The conflict in the Middle East is expected to weigh on the global economy and push around 45 million people into food insecurity, with the risk increasing further, warned IMF Managing Director Kristalina Georgieva on Thursday.
Kristalina Georgieva spoke during her traditional curtain-raiser speech, which marks the start of the spring meetings of the International Monetary Fund (IMF) and the World Bank, scheduled in Washington from Tuesday to Friday.
The IMF is set to release an updated version of its World Economic Outlook (WEO) report on Tuesday, which is expected to take into account the impact of the conflict on the global economy.
While “we should have moved towards an upward revision of global growth,” the war now means that “even our best-case scenario includes a downward revision of growth,” emphasized Ms. Georgieva.
However, given the uncertainty, “it will include a range of scenarios from a relatively quick normalization” of the geopolitical situation “to one where oil and gas prices remain high much longer and where repercussions set in.”
The head of the IMF added that the institution anticipates an additional demand for support from member countries “ranging somewhere between 20 billion and 50 billion dollars, at the lower end if the ceasefire holds.”
But “it would have been worse without strong policies from most emerging economies (…) and we have the necessary resources to deal with this shock,” reassured Ms. Georgieva.
The sharp rise in energy prices and disruptions in the supply of oil, liquefied natural gas (LNG), and fertilizers, however, could trigger “food insecurity for at least 45 million people,” bringing the total “of people suffering from hunger to over 360 million,” expressed concern the IMF Managing Director.
“Even in the best case scenario, there will be no clean and clear return” to the situation before the outbreak of hostilities.
– “Wait and assess” –
At the same time, this new energy shock could “challenge the anchoring” of inflation expectations by markets and “cause a new cycle of costly inflation” for the global economies.

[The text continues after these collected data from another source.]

//! Periodic expiry sweep for `ResponseCache`.

use std::sync::{Arc, Weak};
use std::time::Duration;

use tokio::sync::Mutex;
use tokio::task::JoinHandle;
use tokio_util::sync::CancellationToken;

use super::cache::ResponseCache;

/// Shortest allowed sweep period (`tokio::time::interval` rejects zero).
const MIN_INTERVAL: Duration = Duration::from_millis(1);

/// Handle to the background sweep task.
///
/// The task holds only a weak reference to the cache, so it ends on its own
/// once the owning client is dropped. Dropping the handle also stops it.
#[derive(Debug)]
pub struct CacheSweeper {
    /// Stops the sweep loop.
    shutdown: CancellationToken,
    /// Spawned sweep task.
    task: Option<JoinHandle<()>>,
}

impl CacheSweeper {
    /// Spawns the sweep loop on the current tokio runtime.
    ///
    /// The first sweep runs one full `interval` after spawning.
    ///
    /// # Panics
    ///
    /// Panics if called outside a tokio runtime.
    pub(crate) fn spawn(cache: &Arc<Mutex<ResponseCache>>, interval: Duration) -> Self {
        let shutdown = CancellationToken::new();
        let weak = Arc::downgrade(cache);
        let token = shutdown.clone();
        let task = tokio::spawn(sweep_loop(weak, interval.max(MIN_INTERVAL), token));
        Self {
            shutdown,
            task: Some(task),
        }
    }

    /// Returns `true` while the sweep task is running.
    #[must_use]
    pub fn is_running(&self) -> bool {
        self.task.as_ref().is_some_and(|task| !task.is_finished())
    }

    /// Stops the sweep task and waits for it to exit.
    pub async fn stop(mut self) {
        self.shutdown.cancel();
        if let Some(task) = self.task.take()
            && let Err(e) = task.await
        {
            tracing::warn!(error = %e, "cache sweeper task ended abnormally");
        }
    }
}

impl Drop for CacheSweeper {
    fn drop(&mut self) {
        self.shutdown.cancel();
    }
}

/// Sweeps the cache every `interval` until cancelled or the cache is gone.
async fn sweep_loop(
    cache: Weak<Mutex<ResponseCache>>,
    interval: Duration,
    shutdown: CancellationToken,
) {
    let mut ticker = tokio::time::interval(interval);
    ticker.set_missed_tick_behavior(tokio::time::MissedTickBehavior::Delay);
    // Skip the immediate first tick
    ticker.tick().await;

    loop {
        tokio::select! {
            () = shutdown.cancelled() => break,
            _ = ticker.tick() => {
                let Some(cache) = cache.upgrade() else {
                    break;
                };
                let (removed, remaining) = {
                    let mut guard = cache.lock().await;
                    let removed = guard.sweep();
                    (removed, guard.len())
                };
                tracing::debug!(removed, remaining, "swept TMDB response cache");
            }
        }
    }
    tracing::debug!("cache sweeper stopped");
}
//! Job lifecycle types shared by the client and the engine.

use serde::{Deserialize, Serialize};

/// Caller-supplied job identifier, unique within a batch.
pub type JobId = String;

/// Server-assigned correlation key joining a submitted job to its
/// status-check results.
pub type SceneId = String;

/// Lifecycle state of a single generation job.
#[derive(Debug, Clone, Copy, PartialEq, Eq, Serialize, Deserialize)]
#[serde(rename_all = "snake_case")]
pub enum JobStatus {
    /// Waiting in the submission queue.
    Queued,
    /// Dequeued; the submission call is in flight.
    Submitted,
    /// Accepted by the remote service; awaiting a terminal status.
    Active,
    /// Generation finished and a result reference is available.
    Succeeded,
    /// Submission or generation failed.
    Failed,
}

impl JobStatus {
    /// Whether the job will not change state again.
    pub fn is_terminal(self) -> bool {
        matches!(self, JobStatus::Succeeded | JobStatus::Failed)
    }
}

/// One content-generation request with its lifecycle state.
#[derive(Debug, Clone, Serialize)]
pub struct Job {
    pub id: JobId,
    /// Prompt text sent to the generation service.
    pub payload: String,
    pub status: JobStatus,
    /// Serving URI of the generated video, set on success.
    pub result_ref: Option<String>,
    /// Human-readable failure reason, set on failure.
    pub error_message: Option<String>,
}

impl Job {
    /// Create a queued job from an id and prompt payload.
    pub fn new(id: impl Into<JobId>, payload: impl Into<String>) -> Self {
        Self {
            id: id.into(),
            payload: payload.into(),
            status: JobStatus::Queued,
            result_ref: None,
            error_message: None,
        }
    }
}

/// Handle produced by a successful submission.
///
/// `scene_id` is unique among currently-active jobs; the poller uses it
/// to correlate batched status results back to jobs.
#[derive(Debug, Clone, PartialEq, Eq, Serialize)]
pub struct SubmissionHandle {
    pub job_id: JobId,
    /// Opaque server-side reference to the in-flight operation.
    pub operation_name: String,
    pub scene_id: SceneId,
}

#[cfg(test)]
mod tests {
    use super::*;

    #[test]
    fn terminal_statuses() {
        assert!(JobStatus::Succeeded.is_terminal());
        assert!(JobStatus::Failed.is_terminal());
        assert!(!JobStatus::Queued.is_terminal());
        assert!(!JobStatus::Submitted.is_terminal());
        assert!(!JobStatus::Active.is_terminal());
    }

    #[test]
    fn new_job_starts_queued() {
        let job = Job::new("j1", "a prompt");
        assert_eq!(job.status, JobStatus::Queued);
        assert!(job.result_ref.is_none());
        assert!(job.error_message.is_none());
    }
}
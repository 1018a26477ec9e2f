//! Authenticated session context and the external session-driver seam.

use async_trait::async_trait;
use veoflow_core::error::FlowError;

/// Credentials and project context for one batch run.
///
/// Produced once by the session driver, read-only thereafter; every
/// remote call in the batch borrows it.
#[derive(Debug, Clone)]
pub struct SessionContext {
    /// Cookie header value for the interactive web host.
    pub cookie: String,
    /// Bearer token for the generation API host. Calls targeting that
    /// host fail pre-flight when this is `None`.
    pub bearer_token: Option<String>,
    /// Existing project to reuse. When `None` the orchestrator creates
    /// one at batch start.
    pub project_id: Option<String>,
}

impl SessionContext {
    /// Create a context holding only the web-host cookie.
    pub fn new(cookie: impl Into<String>) -> Self {
        Self {
            cookie: cookie.into(),
            bearer_token: None,
            project_id: None,
        }
    }

    /// Attach the generation-API bearer token.
    pub fn with_bearer_token(mut self, token: impl Into<String>) -> Self {
        self.bearer_token = Some(token.into());
        self
    }

    /// Attach an existing project id to reuse.
    pub fn with_project_id(mut self, project_id: impl Into<String>) -> Self {
        self.project_id = Some(project_id.into());
        self
    }
}

/// External session driver.
///
/// Whatever performs login and owns the underlying session resource
/// (in the desktop app, a real browser profile) implements this; the
/// orchestrator only ever sees the resulting [`SessionContext`].
#[async_trait]
pub trait SessionDriver: Send + Sync {
    /// Whether the session is already authenticated.
    async fn is_authenticated(&self) -> bool;

    /// Resolve once the session is authenticated.
    ///
    /// The orchestrator bounds this wait with its login timeout; the
    /// driver itself may wait indefinitely.
    async fn wait_authenticated(&self) -> Result<SessionContext, FlowError>;

    /// Release the underlying session resource.
    async fn close(&self);
}
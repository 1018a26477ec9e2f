//! Error taxonomy shared across the workspace.

/// Errors surfaced by the remote client and the orchestration engine.
///
/// `Auth`, `Timeout`, and `Fatal` abort the whole batch; the remaining
/// variants are scoped to a single job or a single call.
#[derive(Debug, Clone, thiserror::Error)]
pub enum FlowError {
    /// Missing or invalid credential, detected before any network call.
    #[error("Authentication error: {0}")]
    Auth(String),

    /// A bounded wait (login, readiness) expired.
    #[error("Timed out: {0}")]
    Timeout(String),

    /// The remote response is missing required fields.
    #[error("Protocol error: {0}")]
    Protocol(String),

    /// The remote service answered with a non-success HTTP status.
    #[error("API error ({status}): {body}")]
    Network { status: u16, body: String },

    /// The request never produced a response (DNS, TLS, connection).
    #[error("Request failed: {0}")]
    Request(String),

    /// The batch cannot proceed (e.g. no project context).
    #[error("Fatal error: {0}")]
    Fatal(String),
}

impl FlowError {
    /// Whether this error must abort the entire batch rather than a
    /// single job or call.
    pub fn is_fatal(&self) -> bool {
        matches!(
            self,
            FlowError::Auth(_) | FlowError::Timeout(_) | FlowError::Fatal(_)
        )
    }
}

#[cfg(test)]
mod tests {
    use super::*;

    #[test]
    fn batch_level_errors_are_fatal() {
        assert!(FlowError::Auth("no token".into()).is_fatal());
        assert!(FlowError::Timeout("login".into()).is_fatal());
        assert!(FlowError::Fatal("no project".into()).is_fatal());
    }

    #[test]
    fn call_level_errors_are_not_fatal() {
        assert!(!FlowError::Protocol("missing sceneId".into()).is_fatal());
        assert!(!FlowError::Request("connection refused".into()).is_fatal());
        assert!(!FlowError::Network {
            status: 500,
            body: "oops".into()
        }
        .is_fatal());
    }
}
//! In-process job event bus backed by a `tokio::sync::broadcast` channel.
//!
//! [`EventBus`] is the publish/subscribe hub for [`JobEvent`]s. It is
//! designed to be shared via `Arc<EventBus>` between the engine and any
//! number of consumers (job cards, log writers).

use chrono::{DateTime, Utc};
use serde::Serialize;
use tokio::sync::broadcast;
use veoflow_core::types::JobId;

// ---------------------------------------------------------------------------
// JobEvent
// ---------------------------------------------------------------------------

/// Consumer-facing status attached to every event.
#[derive(Debug, Clone, Copy, PartialEq, Eq, Serialize)]
#[serde(rename_all = "lowercase")]
pub enum EventStatus {
    Running,
    Success,
    Error,
}

/// One job-state-change notification.
///
/// Consumers receive at least one event per meaningful transition and
/// must tolerate several `Running` events for the same job.
#[derive(Debug, Clone, Serialize)]
pub struct JobEvent {
    pub job_id: JobId,
    /// Human-readable progress message for job cards and logs.
    pub message: String,
    pub status: EventStatus,
    /// Serving URI of the finished video, present on success.
    pub result_ref: Option<String>,
    /// When the event was created (UTC).
    pub timestamp: DateTime<Utc>,
}

impl JobEvent {
    /// A `running` progress event.
    pub fn running(job_id: impl Into<JobId>, message: impl Into<String>) -> Self {
        Self::new(job_id, message, EventStatus::Running, None)
    }

    /// A terminal `success` event, optionally carrying the result ref.
    pub fn success(
        job_id: impl Into<JobId>,
        message: impl Into<String>,
        result_ref: Option<String>,
    ) -> Self {
        Self::new(job_id, message, EventStatus::Success, result_ref)
    }

    /// A terminal `error` event.
    pub fn error(job_id: impl Into<JobId>, message: impl Into<String>) -> Self {
        Self::new(job_id, message, EventStatus::Error, None)
    }

    fn new(
        job_id: impl Into<JobId>,
        message: impl Into<String>,
        status: EventStatus,
        result_ref: Option<String>,
    ) -> Self {
        Self {
            job_id: job_id.into(),
            message: message.into(),
            status,
            result_ref,
            timestamp: Utc::now(),
        }
    }
}

// ---------------------------------------------------------------------------
// EventBus
// ---------------------------------------------------------------------------

/// Default buffer capacity for the broadcast channel.
const DEFAULT_CAPACITY: usize = 1024;

/// In-process fan-out event bus.
///
/// Wraps a [`broadcast::Sender`] so that any number of subscribers can
/// independently receive every published [`JobEvent`].
pub struct EventBus {
    sender: broadcast::Sender<JobEvent>,
}

impl EventBus {
    /// Create a bus with a specific channel capacity.
    ///
    /// When the buffer is full, the oldest un-consumed messages are
    /// dropped and slow receivers observe a `RecvError::Lagged`.
    pub fn new(capacity: usize) -> Self {
        let (sender, _) = broadcast::channel(capacity);
        Self { sender }
    }

    /// Publish an event to all current subscribers.
    ///
    /// If there are no active subscribers the event is silently dropped.
    pub fn publish(&self, event: JobEvent) {
        // Ignore the SendError -- it only means there are zero receivers.
        let _ = self.sender.send(event);
    }

    /// Subscribe to all events published on this bus.
    pub fn subscribe(&self) -> broadcast::Receiver<JobEvent> {
        self.sender.subscribe()
    }
}

impl Default for EventBus {
    fn default() -> Self {
        Self::new(DEFAULT_CAPACITY)
    }
}

// ---------------------------------------------------------------------------
// Tests
// ---------------------------------------------------------------------------

#[cfg(test)]
mod tests {
    use super::*;

    #[tokio::test]
    async fn publish_and_receive_single_subscriber() {
        let bus = EventBus::default();
        let mut rx = bus.subscribe();

        bus.publish(JobEvent::success(
            "j1",
            "Video ready",
            Some("https://example.com/v.mp4".into()),
        ));

        let received = rx.recv().await.expect("should receive the event");
        assert_eq!(received.job_id, "j1");
        assert_eq!(received.status, EventStatus::Success);
        assert_eq!(
            received.result_ref.as_deref(),
            Some("https://example.com/v.mp4")
        );
    }

    #[tokio::test]
    async fn multiple_subscribers_receive_same_event() {
        let bus = EventBus::default();
        let mut rx1 = bus.subscribe();
        let mut rx2 = bus.subscribe();

        bus.publish(JobEvent::running("j2", "Submitting generation request"));

        let e1 = rx1.recv().await.expect("subscriber 1 should receive");
        let e2 = rx2.recv().await.expect("subscriber 2 should receive");
        assert_eq!(e1.job_id, "j2");
        assert_eq!(e2.job_id, "j2");
    }

    #[test]
    fn publish_with_no_subscribers_does_not_panic() {
        let bus = EventBus::default();
        bus.publish(JobEvent::error("j3", "Submission failed"));
    }

    #[test]
    fn statuses_serialize_lowercase() {
        let event = JobEvent::running("j4", "working");
        let json = serde_json::to_value(&event).unwrap();
        assert_eq!(json["status"], "running");

        let event = JobEvent::error("j4", "broken");
        let json = serde_json::to_value(&event).unwrap();
        assert_eq!(json["status"], "error");
    }
}
//! Periodic batched status reconciliation.
//!
//! On its own cadence, takes a snapshot of every active submission and
//! checks them all in a single round trip. Results are correlated back
//! to jobs by scene id; unknown scene ids are dropped, so duplicate or
//! stale responses are harmless. A failed status call skips the tick
//! and leaves every job active for the next one.

use std::sync::Arc;
use std::time::Duration;

use tokio::sync::mpsc;
use tokio_util::sync::CancellationToken;
use veoflow_client::api::RemoteClient;
use veoflow_client::responses::{GenerationStatus, SceneStatus};
use veoflow_client::session::SessionContext;
use veoflow_core::error::FlowError;
use veoflow_events::{EventBus, JobEvent};

use crate::registry::{JobRegistry, TerminalOutcome};

/// Periodic task that reconciles remote status into the registry.
pub struct StatusPoller {
    registry: Arc<JobRegistry>,
    client: Arc<dyn RemoteClient>,
    session: Arc<SessionContext>,
    bus: Arc<EventBus>,
    interval: Duration,
    /// Signalled when a status check fails with a batch-fatal error.
    fatal_tx: mpsc::Sender<FlowError>,
}

impl StatusPoller {
    pub fn new(
        registry: Arc<JobRegistry>,
        client: Arc<dyn RemoteClient>,
        session: Arc<SessionContext>,
        bus: Arc<EventBus>,
        interval: Duration,
        fatal_tx: mpsc::Sender<FlowError>,
    ) -> Self {
        Self {
            registry,
            client,
            session,
            bus,
            interval,
            fatal_tx,
        }
    }

    /// Run the polling loop until the cancellation token triggers.
    pub async fn run(self, cancel: CancellationToken) {
        let mut ticker = tokio::time::interval(self.interval);
        tracing::info!(
            interval_ms = self.interval.as_millis() as u64,
            "Status poller started",
        );

        loop {
            tokio::select! {
                _ = cancel.cancelled() => {
                    tracing::info!("Status poller shutting down");
                    break;
                }
                _ = ticker.tick() => self.tick().await,
            }
        }
    }

    /// One cycle: one batched round trip for every active handle.
    async fn tick(&self) {
        let handles = self.registry.snapshot_active();
        if handles.is_empty() {
            return;
        }

        let results = match self.client.batch_check_status(&self.session, &handles).await {
            Ok(results) => results,
            Err(e) if e.is_fatal() => {
                tracing::error!(error = %e, "Status check failed fatally");
                let _ = self.fatal_tx.try_send(e);
                return;
            }
            Err(e) => {
                // Fail open: the jobs stay active and are re-polled on
                // the next tick.
                tracing::warn!(error = %e, "Status check failed, skipping tick");
                return;
            }
        };

        for result in results {
            self.reconcile(result);
        }
    }

    /// Apply one status result to the registry and emit events.
    fn reconcile(&self, result: SceneStatus) {
        match result.status {
            GenerationStatus::Successful => {
                let outcome = TerminalOutcome::Succeeded {
                    result_ref: result.result_ref,
                };
                match self.registry.mark_terminal(&result.scene_id, outcome) {
                    Some(job) => {
                        tracing::info!(
                            job_id = %job.id,
                            scene_id = %result.scene_id,
                            "Generation succeeded",
                        );
                        self.bus
                            .publish(JobEvent::success(job.id, "Video ready", job.result_ref));
                    }
                    None => {
                        tracing::debug!(
                            scene_id = %result.scene_id,
                            "Dropping status for unknown scene",
                        );
                    }
                }
            }
            GenerationStatus::Failed => {
                let message = result
                    .error
                    .unwrap_or_else(|| "unknown generation error".to_string());
                let outcome = TerminalOutcome::Failed {
                    error: message.clone(),
                };
                match self.registry.mark_terminal(&result.scene_id, outcome) {
                    Some(job) => {
                        tracing::warn!(
                            job_id = %job.id,
                            scene_id = %result.scene_id,
                            error = %message,
                            "Generation failed",
                        );
                        self.bus.publish(JobEvent::error(
                            job.id,
                            format!("Generation failed: {message}"),
                        ));
                    }
                    None => {
                        tracing::debug!(
                            scene_id = %result.scene_id,
                            "Dropping status for unknown scene",
                        );
                    }
                }
            }
            GenerationStatus::Pending => {}
        }
    }
}
//! Batch orchestration engine.
//!
//! Coordinates two independently-paced periodic tasks, the
//! [`scheduler::SubmissionScheduler`] and the [`poller::StatusPoller`],
//! against the shared [`registry::JobRegistry`]. The
//! [`orchestrator::Orchestrator`] owns the batch lifecycle: login wait,
//! project context, drain detection, and the global failure cutoff.

pub mod config;
pub mod orchestrator;
pub mod poller;
pub mod registry;
pub mod scheduler;

pub use config::EngineConfig;
pub use orchestrator::{BatchHandle, BatchPhase, JobSpec, Orchestrator};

“The damage to infrastructure, supply disruptions, loss of confidence, and other effects” are the cause; “growth will be slower, even if the new peace is sustainable.”
However, the effect is not felt uniformly in all regions of the world, impacting more strongly oil-importing and low-income countries with limited budget margins.
“Let’s think about the Pacific island nations, at the end of the supply chain, who don’t know if they will receive the energy they need due to these major disruptions,” added the head of the Fund.
In a report released on Wednesday, the World Bank noted that Middle Eastern countries had paid “an immediate and serious economic cost” for the war.
The region is expected to see its growth lowered by 0.6 point, compared to pre-war forecasts, to 1.8% in 2026, the World Bank added.
Faced with such a situation, governments “can help in different ways,” assured Ms. Georgieva, but must avoid any actions such as export controls or price controls.
In the immediate term, “there is an interest in waiting and assessing” how the geopolitical situation will evolve, but if inflation expectations change, “central banks need to act decisively with rate hikes.”
As for fiscal policies, they can incorporate “very carefully calibrated demand support,” but “only if states have the necessary fiscal margins,” emphasized the head of the IMF.